Le ville di San Giorgio a Cremano
INTRODUZIONE
La fascia vesuviana costiera che si estende fra Napoli e la penisola sorrentina, fra il Vesuvio e il mare, fin dall’antichità, ha favorito l’insediamento dell’uomo che, a dispetto della minacciosa presenza del Vulcano, vi ha raggiunto altissimi livelli di civiltà, arricchendo la già rigogliosa natura dei luoghi con preziose testimonianze della sua cultura.Infatti, proprio grazie alla rigogliosa vegetazione, al colore verde fra le acque azzurre del golfo, allo stesso Vesuvio: minaccioso ma anche simbolo di potenza e forza immane, architetti di tutti i tempi sono stati spronati a edificare opere immortalate nei secoli e le Ville Vesuviane del settecento, del famoso “Miglio d’oro”, realizzate sotto il regno di Carlo III di Borbone, ne sono una concreta testimonianza.
L’edificazione delle ville Vesuviane fu più intensa in diversi luoghi, in particolare lungo la via Reggia, che era situata in un punto suggestivo, perché da una parte c’era il mare e dall’altra il Vesuvio.
Perpendicolarmente a questa via si estendeva la ”strada che porta alla montagna” ,che è collegata col Vesuvio.
Il Duca di Noja
Giovanni Battista Carafa, duca di Noja, fisico e matematico (1715-1768).
Nel 1750 pubblicò una lettera ad un amico per indicare le ragioni per le quali era opportuno delineare una mappa di Napoli e del suo contado.
Cominciò il suo lavoro ma non lo vide finito; morì il 18 luglio 1768, quando la mappa era già a buon punto.
Il lavoro fu continuato dai suoi collaboratori (Giovanni Pignatelli, Nicola Carletti) e pubblicato in 35 fogli nel 1775.
La mappa riuscì pregevole per la competenza e la passione degli operatori e per l’uso della tavola pretoriana .
La Mappa fu commissionata da Carlo III nel 1750 ed ultimata durante il regno di Ferdinando IV, re delle due Sicilie.
Villa Bruno
Cenni storici
La nobile dimora settecentesca fu costruita dai Pignatelli di Monteleone e da questi venduta ai Lieto, che ospitarono per la villeggiatura il Cardinale Ruffo Scilla.

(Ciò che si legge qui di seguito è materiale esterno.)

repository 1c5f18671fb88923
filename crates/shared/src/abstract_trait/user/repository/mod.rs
pub mod command;
pub mod query;
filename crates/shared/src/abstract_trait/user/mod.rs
pub mod repository;
pub mod service;
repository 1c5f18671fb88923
use opentelemetry_appender_tracing::layer::OpenTelemetryTracingBridge;
use opentelemetry_sdk::logs::SdkLoggerProvider;
use tracing_appender::{
    non_blocking,
    rolling::{RollingFileAppender, Rotation},
};
use tracing_subscriber::{EnvFilter, fmt, prelude::*};

pub struct Logger {
    _provider: Option<SdkLoggerProvider>,
}

impl Logger {
    /// Installs the global subscriber: JSON file logs, a `RUST_LOG`-filtered
    /// console, and outside dev mode the OpenTelemetry log bridge.
    pub fn new(component: &str, is_dev: bool) -> Self {
        let log_dir = if is_dev { "./logs" } else { "/var/log/app" };
        let file_name = format!("user_registration_{component}.log");
        let file_appender = RollingFileAppender::new(Rotation::DAILY, log_dir, file_name);
        let (file_writer, guard) = non_blocking(file_appender);

        let file_layer = fmt::layer()
            .with_writer(file_writer)
            .with_ansi(false)
            .json()
            .with_filter(EnvFilter::new("info"));

        let console_filter =
            EnvFilter::try_from_default_env().unwrap_or_else(|_| EnvFilter::new("info"));

        let console_layer = fmt::layer()
            .pretty()
            .with_thread_names(true)
            .with_ansi(true)
            .with_filter(console_filter);

        let registry = tracing_subscriber::registry()
            .with(file_layer)
            .with(console_layer);

        let provider = if is_dev {
            registry.init();
            None
        } else {
            let provider = SdkLoggerProvider::builder().build();
            registry
                .with(OpenTelemetryTracingBridge::new(&provider).with_filter(otel_filter()))
                .init();
            Some(provider)
        };

        // the writer must outlive every span; the process owns it until exit
        std::mem::forget(guard);

        Self {
            _provider: provider,
        }
    }
}

fn otel_filter() -> EnvFilter {
    ["hyper", "opentelemetry", "h2", "sqlx", "tower_http"]
        .into_iter()
        .filter_map(|target| format!("{target}=off").parse().ok())
        .fold(EnvFilter::new("info"), |filter, directive| {
            filter.add_directive(directive)
        })
}
use prometheus_client::{
    encoding::{EncodeLabelSet, EncodeLabelValue},
    metrics::{
        counter::Counter,
        family::Family,
        histogram::{Histogram, exponential_buckets},
    },
    registry::Registry,
};

#[derive(Clone, Debug, Hash, PartialEq, Eq, EncodeLabelValue)]
pub enum Method {
    Get,
    Post,
    Put,
    Delete,
}

#[derive(Clone, Debug, Hash, PartialEq, Eq, EncodeLabelValue)]
pub enum Status {
    Success,
    Error,
}

#[derive(Clone, Debug, Hash, PartialEq, Eq, EncodeLabelSet)]
pub struct MethodLabels {
    pub method: Method,
    pub status: Status,
}

/// Request counters and latency histograms shared by the user services.
/// Clones share the same underlying series.
#[derive(Clone, Debug)]
pub struct Metrics {
    requests: Family<MethodLabels, Counter>,
    duration: Family<MethodLabels, Histogram>,
}

impl Default for Metrics {
    fn default() -> Self {
        Self::new()
    }
}

impl Metrics {
    pub fn new() -> Self {
        let duration = Family::<MethodLabels, Histogram>::new_with_constructor(|| {
            Histogram::new(exponential_buckets(0.001, 2.0, 12))
        });

        Self {
            requests: Family::default(),
            duration,
        }
    }

    pub fn register(&self, registry: &mut Registry) {
        registry.register(
            "user_service_requests",
            "Number of user service calls",
            self.requests.clone(),
        );
        registry.register(
            "user_service_request_duration_seconds",
            "Duration of user service calls in seconds",
            self.duration.clone(),
        );
    }

    pub fn record(&self, method: Method, status: Status, elapsed_secs: f64) {
        let labels = MethodLabels { method, status };
        self.requests.get_or_create(&labels).inc();
        self.duration.get_or_create(&labels).observe(elapsed_secs);
    }
}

Nel 1816 la famiglia Righetti acquistò la casa e allestì la fonderia che lavorò alacremente per il regno: tra il 1819e il 1822 si realizzò la statua equestre di Carlo III su modello del Canova; nel 1822 si eseguì il secondo cavallo e solo nel 1827, su modello dello scultore, Antonio Cali, fu realizzata la statua di Ferdinando IV.

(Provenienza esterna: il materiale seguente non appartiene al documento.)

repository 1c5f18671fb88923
use axum::{
    body::Bytes,
    extract::{FromRequest, FromRequestParts, Path, Request},
    http::request::Parts,
};
use serde::de::DeserializeOwned;
use shared::errors::AppErrorHttp;

/// JSON body that may be absent. An empty body or a literal `null` yields `None`;
/// anything that is not valid JSON for `T` is rejected as a bad request.
#[derive(Debug)]
pub struct OptionalJson<T>(pub Option<T>);

impl<T, S> FromRequest<S> for OptionalJson<T>
where
    T: DeserializeOwned,
    S: Send + Sync,
{
    type Rejection = AppErrorHttp;

    async fn from_request(req: Request, state: &S) -> Result<Self, Self::Rejection> {
        let bytes = Bytes::from_request(req, state)
            .await
            .map_err(|rejection| AppErrorHttp::bad_request(rejection.body_text()))?;

        if bytes.iter().all(u8::is_ascii_whitespace) {
            return Ok(Self(None));
        }

        serde_json::from_slice::<Option<T>>(&bytes)
            .map(Self)
            .map_err(|e| AppErrorHttp::bad_request(format!("Invalid request body: {e}")))
    }
}

/// `Path` whose rejection is rendered with the JSON error envelope.
#[derive(Debug)]
pub struct ValidPath<T>(pub T);

impl<T, S> FromRequestParts<S> for ValidPath<T>
where
    T: DeserializeOwned + Send,
    S: Send + Sync,
{
    type Rejection = AppErrorHttp;

    async fn from_request_parts(parts: &mut Parts, state: &S) -> Result<Self, Self::Rejection> {
        Path::<T>::from_request_parts(parts, state)
            .await
            .map(|Path(value)| Self(value))
            .map_err(|rejection| AppErrorHttp::bad_request(rejection.body_text()))
    }
}
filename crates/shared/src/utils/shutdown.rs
use tracing::{error, info};

pub async fn shutdown_signal() {
    let ctrl_c = async {
        if let Err(e) = tokio::signal::ctrl_c().await {
            error!("Failed to listen for ctrl-c: {e:?}");
        }
    };

    #[cfg(unix)]
    let terminate = async {
        match tokio::signal::unix::signal(tokio::signal::unix::SignalKind::terminate()) {
            Ok(mut signal) => {
                signal.recv().await;
            }
            Err(e) => {
                error!("Failed to install SIGTERM handler: {e:?}");
                std::future::pending::<()>().await;
            }
        }
    };

    #[cfg(not(unix))]
    let terminate = std::future::pending::<()>();

    tokio::select! {
        _ = ctrl_c => {},
        _ = terminate => {},
    }

    info!("🛑 Shutdown signal received");
}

Due anni più tardi le statue furono collocate dinanzi al palazzo reale di Napoli.
Nel 1877 la villa passò ai Bruno, che impiantarono un’importante vetreria e ne rimasero proprietari fino al 1980, quando fu acquistata, con l’attigua villa Vannucchi, dal Comune di S. Giorgio a Cremano.

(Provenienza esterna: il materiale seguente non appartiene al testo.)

use crate::{
    abstract_trait::user::{
        repository::{command::DynUserCommandRepository, query::DynUserQueryRepository},
        service::command::UserCommandServiceTrait,
    },
    domain::{
        requests::{CreateUserRequest, UpdateUserRequest},
        responses::UserResponse,
    },
    errors::ServiceError,
    utils::{Method, Metrics, Status},
};
use anyhow::Result;
use async_trait::async_trait;
use tokio::time::Instant;
use tracing::{error, info};

pub struct UserCommandService {
    query: DynUserQueryRepository,
    command: DynUserCommandRepository,
    metrics: Metrics,
}

impl UserCommandService {
    pub fn new(
        query: DynUserQueryRepository,
        command: DynUserCommandRepository,
        metrics: Metrics,
    ) -> Self {
        Self {
            query,
            command,
            metrics,
        }
    }

    fn record<T>(&self, method: Method, start: Instant, result: &Result<T, ServiceError>) {
        let status = if result.is_ok() {
            Status::Success
        } else {
            Status::Error
        };
        self.metrics
            .record(method, status, start.elapsed().as_secs_f64());
    }

    async fn ensure_exists(
        &self,
        user_id: i32,
        missing: fn(i32) -> ServiceError,
    ) -> Result<(), ServiceError> {
        match self.query.find_by_id(user_id).await {
            Ok(Some(_)) => Ok(()),
            Ok(None) => {
                info!("👤 User with ID {user_id} not found");
                Err(missing(user_id))
            }
            Err(e) => {
                error!("❌ Failed to look up user {user_id}: {e:?}");
                Err(ServiceError::Repo(e))
            }
        }
    }

    async fn update_inner(&self, req: &UpdateUserRequest) -> Result<UserResponse, ServiceError> {
        let Some(user_id) = req.user_id else {
            error!("Update rejected: missing user id");
            return Err(ServiceError::missing_user_record_or_id());
        };

        info!("🔄 Updating user id={user_id}");

        self.ensure_exists(user_id, ServiceError::user_not_found)
            .await?;

        let updated = self
            .command
            .update(user_id, req)
            .await
            .map_err(|e| {
                error!("💥 Failed to update user {user_id}: {e:?}");
                ServiceError::Repo(e)
            })?
            // removed between the existence check and the write
            .ok_or_else(|| ServiceError::user_not_found(user_id))?;

        let response = UserResponse::from(updated);
        info!("✅ User updated successfully with id={}", response.user_id);

        Ok(response)
    }

    async fn delete_inner(&self, user_id: i32) -> Result<(), ServiceError> {
        info!("🧨 Deleting user id={user_id}");

        self.ensure_exists(user_id, ServiceError::user_does_not_exist)
            .await?;

        let removed = self.command.delete(user_id).await.map_err(|e| {
            error!("💥 Failed to delete user {user_id}: {e:?}");
            ServiceError::Repo(e)
        })?;

        if !removed {
            return Err(ServiceError::user_does_not_exist(user_id));
        }

        info!("✅ User {user_id} deleted");

        Ok(())
    }
}

#[async_trait]
impl UserCommandServiceTrait for UserCommandService {
    async fn create(&self, req: &CreateUserRequest) -> Result<UserResponse, ServiceError> {
        info!("🆕 Creating user: {:?} {:?}", req.first_name, req.surname);
        let start = Instant::now();

        let result = self
            .command
            .create(req)
            .await
            .map(UserResponse::from)
            .map_err(|e| {
                error!(
                    "💥 Failed to create user {:?} {:?}: {e:?}",
                    req.first_name, req.surname
                );
                ServiceError::Repo(e)
            });

        if let Ok(user) = &result {
            info!("✅ User created successfully with id={}", user.user_id);
        }

        self.record(Method::Post, start, &result);
        result
    }

    async fn update(&self, req: &UpdateUserRequest) -> Result<UserResponse, ServiceError> {
        let start = Instant::now();

        let result = self.update_inner(req).await;

        self.record(Method::Put, start, &result);
        result
    }

    async fn delete(&self, user_id: i32) -> Result<(), ServiceError> {
        let start = Instant::now();

        let result = self.delete_inner(user_id).await;

        self.record(Method::Delete, start, &result);
        result
    }
}
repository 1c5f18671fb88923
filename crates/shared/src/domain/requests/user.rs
use chrono::NaiveDate;
use serde::{Deserialize, Serialize};
use utoipa::ToSchema;

/// Body of `POST /user`. Every field may be omitted or null; a `userId` sent by
/// the client is ignored since the store assigns it.
#[derive(Debug, Clone, Default, PartialEq, Serialize, Deserialize, ToSchema)]
#[serde(rename_all = "camelCase")]
pub struct CreateUserRequest {
    pub first_name: Option<String>,
    pub surname: Option<String>,
    pub address: Option<String>,
    pub pin_code: Option<String>,
    pub dob: Option<NaiveDate>,
    pub doj: Option<NaiveDate>,
    #[serde(default)]
    pub deleted: i32,
}

/// Body of `PUT /user`. Replaces every column of the row identified by `user_id`,
/// so an omitted field is stored as null.
#[derive(Debug, Clone, Default, PartialEq, Serialize, Deserialize, ToSchema)]
#[serde(rename_all = "camelCase")]
pub struct UpdateUserRequest {
    pub user_id: Option<i32>,
    pub first_name: Option<String>,
    pub surname: Option<String>,
    pub address: Option<String>,
    pub pin_code: Option<String>,
    pub dob: Option<NaiveDate>,
    pub doj: Option<NaiveDate>,
    #[serde(default)]
    pub deleted: i32,
}
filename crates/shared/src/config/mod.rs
mod database;
mod myconfig;

pub use self::database::{ConnectionManager, ConnectionPool};
pub use self::myconfig::Config;
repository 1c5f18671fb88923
mod user;

pub use self::user::{CreateUserRequest, UpdateUserRequest};
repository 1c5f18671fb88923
use crate::{
    domain::requests::{CreateUserRequest, UpdateUserRequest},
    errors::RepositoryError,
    model::user::UserModel,
};
use anyhow::Result;
use async_trait::async_trait;
use std::sync::Arc;

pub type DynUserCommandRepository = Arc<dyn UserCommandRepositoryTrait + Send + Sync>;

#[async_trait]
pub trait UserCommandRepositoryTrait {
    /// Inserts a new row; the store assigns `user_id`.
    async fn create(&self, req: &CreateUserRequest) -> Result<UserModel, RepositoryError>;

    /// Replaces every column of an existing row. `None` when no row has `user_id`.
    async fn update(
        &self,
        user_id: i32,
        req: &UpdateUserRequest,
    ) -> Result<Option<UserModel>, RepositoryError>;

    /// Hard delete. Returns whether a row was removed.
    async fn delete(&self, user_id: i32) -> Result<bool, RepositoryError>;
}
use chrono::NaiveDate;
use serde::{Deserialize, Serialize};
use sqlx::FromRow;

#[derive(Debug, Clone, PartialEq, Eq, Serialize, Deserialize, FromRow)]
pub struct UserModel {
    pub user_id: i32,
    pub firstname: Option<String>,
    pub surname: Option<String>,
    pub address: Option<String>,
    pub pincode: Option<String>,
    pub dob: Option<NaiveDate>,
    pub doj: Option<NaiveDate>,
    pub deleted: i32,
}
pub mod validate;
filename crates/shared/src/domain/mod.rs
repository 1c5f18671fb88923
pub mod requests;
pub mod responses;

Dalla via Cavalli di Bronzo, attraverso il portale d’ingresso, si accede al cortile lastricato, sagomato ad esedra e si prosegue nel vestibolo, dove un busto marmoreo di Giove preannuncia le statue ottocentesche di Bacco, Atena, Proserpina, poste nel giardino.
Dalla scala di gusto neoclassico si accede al piano nobile i cui ambienti sono caratterizzati da affreschi che ripropongono le atmosfere del paesaggio circostante, con scene di fantasia.
La terrazza del piano nobile domina il giardino e il Vesuvio e, come da tradizione ricorrente, il busto di S. Gennaro è posto a proteggere il sito.
Villa Bruno oggi ospita la Biblioteca Vesuviana, una sala Convegni, l’arena spettacolo intitolata a Nino Taranto ecc.
Villa Carsana
Cenni storici
L’edificio, iniziato dai Caracciolo di Lavello, fu poi ampliato dai Caracciolo di Avellino. L’edificio presenta un unico prospetto leggermente curvo che disegna l’innesto con l’attuale via Pessina.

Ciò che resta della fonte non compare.